Les bruits assourdissants des véhicules donnent une animation très particulière aux festivités de fin d’année, la ville s’anime, les affiches publicitaires envahissent les panneaux de publicité de la ville.
Les mini-cars appelés communément Gbakas dont les conducteurs sont reconnus pour leur manière de conduire déplaisant, s’arrangent pour se faire le maximum de clients-ci possible, le pire, le tarif des trajets augmentent, pour un trajet qui se fait régulièrement à trois-cents francs, devient cinq cents et le trajet de cinq-cents devient mille francs, ainsi de suite.
Ces jeunes filles braves, qui ont choisi la voie de l’abnégation et du travail acharné pour se faire de l’argent à travers la vente d’eau sur les voies ont attiré notre attention, un acte salutaire qui est à encourager.
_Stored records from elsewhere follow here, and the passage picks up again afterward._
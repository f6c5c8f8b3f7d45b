// This Source Code Form is subject to the terms of the Mozilla Public
// License, v. 2.0. If a copy of the MPL was not distributed with this
// file, You can obtain one at https://mozilla.org/MPL/2.0/.
//
// Copyright (c) 2025 Pegasus Heavy Industries, LLC

//! Margin - an inline REPL for JavaScript and TypeScript source files
//!
//! This is the main entry point. With a file argument the file is evaluated
//! in its own namespace and the result printed; without one, the
//! interactive REPL starts.

mod repl;

use margin_session::{EvalOptions, Session};
use std::path::PathBuf;

fn main() {
    tracing_subscriber::fmt()
        .with_env_filter(
            tracing_subscriber::EnvFilter::try_from_default_env()
                .unwrap_or_else(|_| tracing_subscriber::EnvFilter::new("warn")),
        )
        .with_writer(std::io::stderr)
        .init();

    let args: Vec<String> = std::env::args().skip(1).collect();

    let mut file: Option<PathBuf> = None;
    let mut eval_imports = false;
    for arg in &args {
        match arg.as_str() {
            "--eval-imports" => eval_imports = true,
            "--help" | "-h" => {
                print_usage();
                return;
            }
            "--version" | "-V" => {
                println!("margin {}", env!("CARGO_PKG_VERSION"));
                return;
            }
            other if !other.starts_with('-') => file = Some(PathBuf::from(other)),
            other => {
                eprintln!("Unknown option: {}", other);
                print_usage();
                std::process::exit(2);
            }
        }
    }

    match file {
        Some(path) => run_file(&path, eval_imports),
        None => {
            let mut repl = match repl::Repl::new() {
                Ok(repl) => repl,
                Err(err) => {
                    eprintln!("Failed to initialize the REPL: {}", err);
                    std::process::exit(1);
                }
            };
            if let Err(err) = repl.run() {
                eprintln!("REPL error: {}", err);
                std::process::exit(1);
            }
        }
    }
}

fn run_file(path: &PathBuf, eval_imports: bool) {
    let session = Session::new();
    let options = EvalOptions {
        eval_imports,
        debug: false,
    };

    match session.evaluate_file(path, options) {
        Ok(value) => {
            let (stdout, stderr) = session.drain_console();
            print!("{}", stdout);
            eprint!("{}", stderr);
            println!("{}", margin_engine::inspect(&value));
        }
        Err(err) => {
            let (stdout, stderr) = session.drain_console();
            print!("{}", stdout);
            eprint!("{}", stderr);
            eprintln!("{}", err);
            std::process::exit(1);
        }
    }
}

fn print_usage() {
    println!("Usage: margin [options] [file]");
    println!();
    println!("Options:");
    println!("  --eval-imports  Recursively evaluate imported files");
    println!("  -h, --help      Show this help");
    println!("  -V, --version   Show version");
    println!();
    println!("Without a file argument, margin starts the interactive REPL.");
}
« De huit heures à onze heures, je peux me retrouver avec deux mille francs en poche tout en exerçant cette activité, celle de vendre de l’eau bien fraîche et glacée aux automobilistes et leurs passagers », a fait savoir Ami vendeuse d’eau au carrefour ancien Koumassi de la commune de Port-Bouet.
Dans la journée du lundi 25 décembre 2023, nous avons sillonné quelques artères de la commune d’Adjamé où nous avons pu arracher quelques mots à des commerçants, mais également à plusieurs personnes venus dans le cadre des achats.